## REQUIRED ACTION
The line with "entities.insert(cleaned);", the line with "if domain.len() >", and all lines between them in the material below: return these exactly, and no others.

## INFORMATION SUPPLIED
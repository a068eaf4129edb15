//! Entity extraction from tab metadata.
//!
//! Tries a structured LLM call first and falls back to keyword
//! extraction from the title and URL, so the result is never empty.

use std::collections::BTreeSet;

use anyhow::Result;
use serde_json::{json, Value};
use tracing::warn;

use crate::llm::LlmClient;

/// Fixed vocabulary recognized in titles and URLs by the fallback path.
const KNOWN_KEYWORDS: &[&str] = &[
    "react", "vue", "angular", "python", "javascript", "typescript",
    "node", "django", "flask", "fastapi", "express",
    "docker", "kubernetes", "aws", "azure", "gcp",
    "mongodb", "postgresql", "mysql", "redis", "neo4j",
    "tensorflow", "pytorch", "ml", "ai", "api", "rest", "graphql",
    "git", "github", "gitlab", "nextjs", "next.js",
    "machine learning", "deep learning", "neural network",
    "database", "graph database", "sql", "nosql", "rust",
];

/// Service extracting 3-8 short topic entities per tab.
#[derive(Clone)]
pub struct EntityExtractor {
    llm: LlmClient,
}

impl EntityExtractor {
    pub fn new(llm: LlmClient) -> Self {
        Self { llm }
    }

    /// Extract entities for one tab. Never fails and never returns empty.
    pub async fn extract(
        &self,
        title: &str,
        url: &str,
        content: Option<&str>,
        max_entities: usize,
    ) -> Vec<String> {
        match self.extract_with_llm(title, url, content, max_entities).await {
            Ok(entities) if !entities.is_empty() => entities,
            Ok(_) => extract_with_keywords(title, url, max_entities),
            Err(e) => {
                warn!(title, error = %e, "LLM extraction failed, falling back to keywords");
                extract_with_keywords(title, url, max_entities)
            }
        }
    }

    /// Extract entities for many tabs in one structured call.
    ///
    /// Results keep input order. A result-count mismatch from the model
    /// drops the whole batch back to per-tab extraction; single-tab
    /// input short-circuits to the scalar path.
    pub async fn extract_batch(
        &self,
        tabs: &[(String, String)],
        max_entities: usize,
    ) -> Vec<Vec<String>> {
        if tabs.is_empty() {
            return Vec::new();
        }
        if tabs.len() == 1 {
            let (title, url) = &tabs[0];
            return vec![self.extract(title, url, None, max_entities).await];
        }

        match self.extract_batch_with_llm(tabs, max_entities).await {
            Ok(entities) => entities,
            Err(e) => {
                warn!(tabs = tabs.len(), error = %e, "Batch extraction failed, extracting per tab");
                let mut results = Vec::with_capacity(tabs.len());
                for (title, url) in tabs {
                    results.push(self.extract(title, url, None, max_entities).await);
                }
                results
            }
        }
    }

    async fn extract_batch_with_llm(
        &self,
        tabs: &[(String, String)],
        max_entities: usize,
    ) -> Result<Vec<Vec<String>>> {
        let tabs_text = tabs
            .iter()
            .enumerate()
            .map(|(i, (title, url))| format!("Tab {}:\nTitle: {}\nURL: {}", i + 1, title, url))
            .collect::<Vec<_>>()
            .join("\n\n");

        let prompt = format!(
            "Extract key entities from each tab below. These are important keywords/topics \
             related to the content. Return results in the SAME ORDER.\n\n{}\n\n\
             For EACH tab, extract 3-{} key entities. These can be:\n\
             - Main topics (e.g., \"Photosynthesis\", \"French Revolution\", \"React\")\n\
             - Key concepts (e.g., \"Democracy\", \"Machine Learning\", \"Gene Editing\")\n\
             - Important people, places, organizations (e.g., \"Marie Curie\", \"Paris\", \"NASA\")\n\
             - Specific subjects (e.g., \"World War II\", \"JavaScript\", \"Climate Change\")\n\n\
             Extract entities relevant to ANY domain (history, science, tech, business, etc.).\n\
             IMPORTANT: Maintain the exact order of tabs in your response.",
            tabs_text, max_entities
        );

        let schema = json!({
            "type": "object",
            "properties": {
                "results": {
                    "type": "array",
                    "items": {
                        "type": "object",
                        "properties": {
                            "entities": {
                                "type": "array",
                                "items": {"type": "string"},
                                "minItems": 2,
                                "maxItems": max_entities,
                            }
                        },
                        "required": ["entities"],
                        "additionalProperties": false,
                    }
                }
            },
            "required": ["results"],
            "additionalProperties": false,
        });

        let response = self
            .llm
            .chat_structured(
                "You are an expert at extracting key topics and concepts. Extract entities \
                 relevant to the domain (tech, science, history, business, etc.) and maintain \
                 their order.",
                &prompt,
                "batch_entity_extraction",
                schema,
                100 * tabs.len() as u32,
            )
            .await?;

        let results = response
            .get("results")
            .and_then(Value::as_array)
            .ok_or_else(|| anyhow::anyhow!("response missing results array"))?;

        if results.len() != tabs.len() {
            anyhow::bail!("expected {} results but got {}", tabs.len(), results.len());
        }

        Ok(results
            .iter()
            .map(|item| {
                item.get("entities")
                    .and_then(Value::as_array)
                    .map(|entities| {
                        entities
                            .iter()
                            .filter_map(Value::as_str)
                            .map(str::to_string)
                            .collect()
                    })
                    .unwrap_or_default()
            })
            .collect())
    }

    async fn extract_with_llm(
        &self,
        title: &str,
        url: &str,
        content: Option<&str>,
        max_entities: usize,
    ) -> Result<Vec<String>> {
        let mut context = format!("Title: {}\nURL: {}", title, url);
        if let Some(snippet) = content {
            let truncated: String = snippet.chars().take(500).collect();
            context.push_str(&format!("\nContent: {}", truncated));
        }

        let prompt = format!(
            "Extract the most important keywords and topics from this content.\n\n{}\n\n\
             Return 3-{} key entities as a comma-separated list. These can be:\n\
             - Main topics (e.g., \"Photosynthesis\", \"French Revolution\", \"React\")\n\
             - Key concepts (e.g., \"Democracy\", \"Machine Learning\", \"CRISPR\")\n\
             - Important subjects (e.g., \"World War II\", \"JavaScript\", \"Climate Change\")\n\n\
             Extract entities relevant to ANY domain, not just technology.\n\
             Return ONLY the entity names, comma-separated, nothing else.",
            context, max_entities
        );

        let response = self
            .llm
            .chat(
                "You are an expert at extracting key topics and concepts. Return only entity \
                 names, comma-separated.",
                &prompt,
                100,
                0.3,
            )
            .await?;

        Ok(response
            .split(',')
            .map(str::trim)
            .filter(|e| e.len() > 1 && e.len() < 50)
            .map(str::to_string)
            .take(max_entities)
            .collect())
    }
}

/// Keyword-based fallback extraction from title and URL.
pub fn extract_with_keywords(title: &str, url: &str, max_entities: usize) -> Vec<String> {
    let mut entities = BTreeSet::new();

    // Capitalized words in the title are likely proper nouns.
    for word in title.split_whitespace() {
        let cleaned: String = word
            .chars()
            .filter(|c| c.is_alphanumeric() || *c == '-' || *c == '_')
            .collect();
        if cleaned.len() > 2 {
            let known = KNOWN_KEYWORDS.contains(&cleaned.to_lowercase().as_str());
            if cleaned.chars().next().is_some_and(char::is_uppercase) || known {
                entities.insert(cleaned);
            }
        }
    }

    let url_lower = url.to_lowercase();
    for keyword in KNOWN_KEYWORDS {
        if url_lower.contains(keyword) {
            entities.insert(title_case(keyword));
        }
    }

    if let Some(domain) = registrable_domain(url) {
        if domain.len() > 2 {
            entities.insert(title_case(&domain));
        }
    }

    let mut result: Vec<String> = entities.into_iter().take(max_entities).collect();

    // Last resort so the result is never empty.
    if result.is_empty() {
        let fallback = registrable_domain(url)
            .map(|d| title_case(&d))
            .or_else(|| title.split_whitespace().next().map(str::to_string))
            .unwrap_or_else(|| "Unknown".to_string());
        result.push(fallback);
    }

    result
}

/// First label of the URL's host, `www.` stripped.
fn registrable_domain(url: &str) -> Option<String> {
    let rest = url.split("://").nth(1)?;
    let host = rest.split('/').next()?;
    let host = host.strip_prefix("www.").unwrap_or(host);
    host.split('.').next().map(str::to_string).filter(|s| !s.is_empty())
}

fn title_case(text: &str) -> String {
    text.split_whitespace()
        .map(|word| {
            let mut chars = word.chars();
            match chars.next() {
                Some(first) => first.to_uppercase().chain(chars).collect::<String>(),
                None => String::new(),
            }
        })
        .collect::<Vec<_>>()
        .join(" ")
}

## ANSWER
                entities.insert(cleaned);
            }
        }
    }

    let url_lower = url.to_lowercase();
    for keyword in KNOWN_KEYWORDS {
        if url_lower.contains(keyword) {
            entities.insert(title_case(keyword));
        }
    }

    if let Some(domain) = registrable_domain(url) {
        if domain.len() > 2 {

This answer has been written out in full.